● **ACTION ITEM**
Look through the listing underneath for "unwrap", and copy every line that has it.

● **DATASET**
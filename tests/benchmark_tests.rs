//! Performance benchmarks for the hot paths of the card server

use server::combination::Combination;
use server::game::GameState;
use shared::{encode, read_frame, Card, MessageType};
use std::time::Instant;

/// Benchmarks frame encoding
#[test]
fn benchmark_frame_encoding() {
    let payload = "AHAH2H3H4H5H6H7H8H9HXHJHQHKH|AC||TURN|14";
    let iterations = 100_000;
    let start = Instant::now();

    for _ in 0..iterations {
        let _ = encode(MessageType::State, payload).unwrap();
    }

    let duration = start.elapsed();
    println!(
        "Frame encoding: {} iterations in {:?} ({:.2} ns/iter)",
        iterations,
        duration,
        duration.as_nanos() as f64 / iterations as f64
    );

    // Should complete in under 1 second
    assert!(duration.as_millis() < 1000);
}

/// Benchmarks decoding a long stream of frames
#[tokio::test]
async fn benchmark_frame_decoding() {
    let frames = 10_000;
    let mut stream = Vec::new();
    for i in 0..frames {
        stream.extend(encode(MessageType::Discard, if i % 2 == 0 { "KS" } else { "YY" }).unwrap());
    }

    let start = Instant::now();
    let mut reader = stream.as_slice();
    for _ in 0..frames {
        let frame = read_frame(&mut reader).await.unwrap();
        assert_eq!(frame.msg_type, MessageType::Discard);
    }
    let duration = start.elapsed();

    println!(
        "Frame decoding: {} frames in {:?} ({:.2} μs/frame)",
        frames,
        duration,
        duration.as_micros() as f64 / frames as f64
    );

    assert!(reader.is_empty());
    assert!(duration.as_millis() < 2000);
}

/// Benchmarks combination validation over sets, runs and jokers
#[test]
fn benchmark_combination_validation() {
    let candidates: Vec<Vec<Card>> = [
        "AH2H3H4H5H",
        "XHJHQHKHAH",
        "7C7D7S",
        "5DYY7D",
        "YYYYYY",
        "2S4S6S",
        "QHKHAH2H",
    ]
    .iter()
    .map(|codes| Card::parse_list(codes).unwrap())
    .collect();

    let iterations = 10_000;
    let start = Instant::now();
    let mut valid = 0;

    for _ in 0..iterations {
        for cards in &candidates {
            if Combination::new(0, cards).is_some() {
                valid += 1;
            }
        }
    }

    let duration = start.elapsed();
    println!(
        "Combination validation: {} checks in {:?} ({:.2} ns/check)",
        iterations * candidates.len(),
        duration,
        duration.as_nanos() as f64 / (iterations * candidates.len()) as f64
    );

    assert_eq!(valid, iterations * 5);
    assert!(duration.as_millis() < 2000);
}

/// Benchmarks dealing and playing opening turns
#[test]
fn benchmark_deal_and_turns() {
    let iterations = 1_000;
    let start = Instant::now();

    for _ in 0..iterations {
        let mut game = GameState::new(0, &[0, 1], true);
        game.start();
        let opener = game.players[0].hand[0].code();
        game.process_move(0, MessageType::Discard, &opener).unwrap();
        game.process_move(1, MessageType::TakeFromDeck, "").unwrap();
        assert_eq!(game.total_cards(), server::game::DECK_SIZE);
    }

    let duration = start.elapsed();
    println!(
        "Deal and turns: {} games in {:?} ({:.2} μs/game)",
        iterations,
        duration,
        duration.as_micros() as f64 / iterations as f64
    );

    // Should complete in under 1 second
    assert!(duration.as_millis() < 1000);
}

● **PROBLEM SOLUTION**
        let _ = encode(MessageType::State, payload).unwrap();
        stream.extend(encode(MessageType::Discard, if i % 2 == 0 { "KS" } else { "YY" }).unwrap());
        let frame = read_frame(&mut reader).await.unwrap();
    .map(|codes| Card::parse_list(codes).unwrap())
        game.process_move(0, MessageType::Discard, &opener).unwrap();
        game.process_move(1, MessageType::TakeFromDeck, "").unwrap();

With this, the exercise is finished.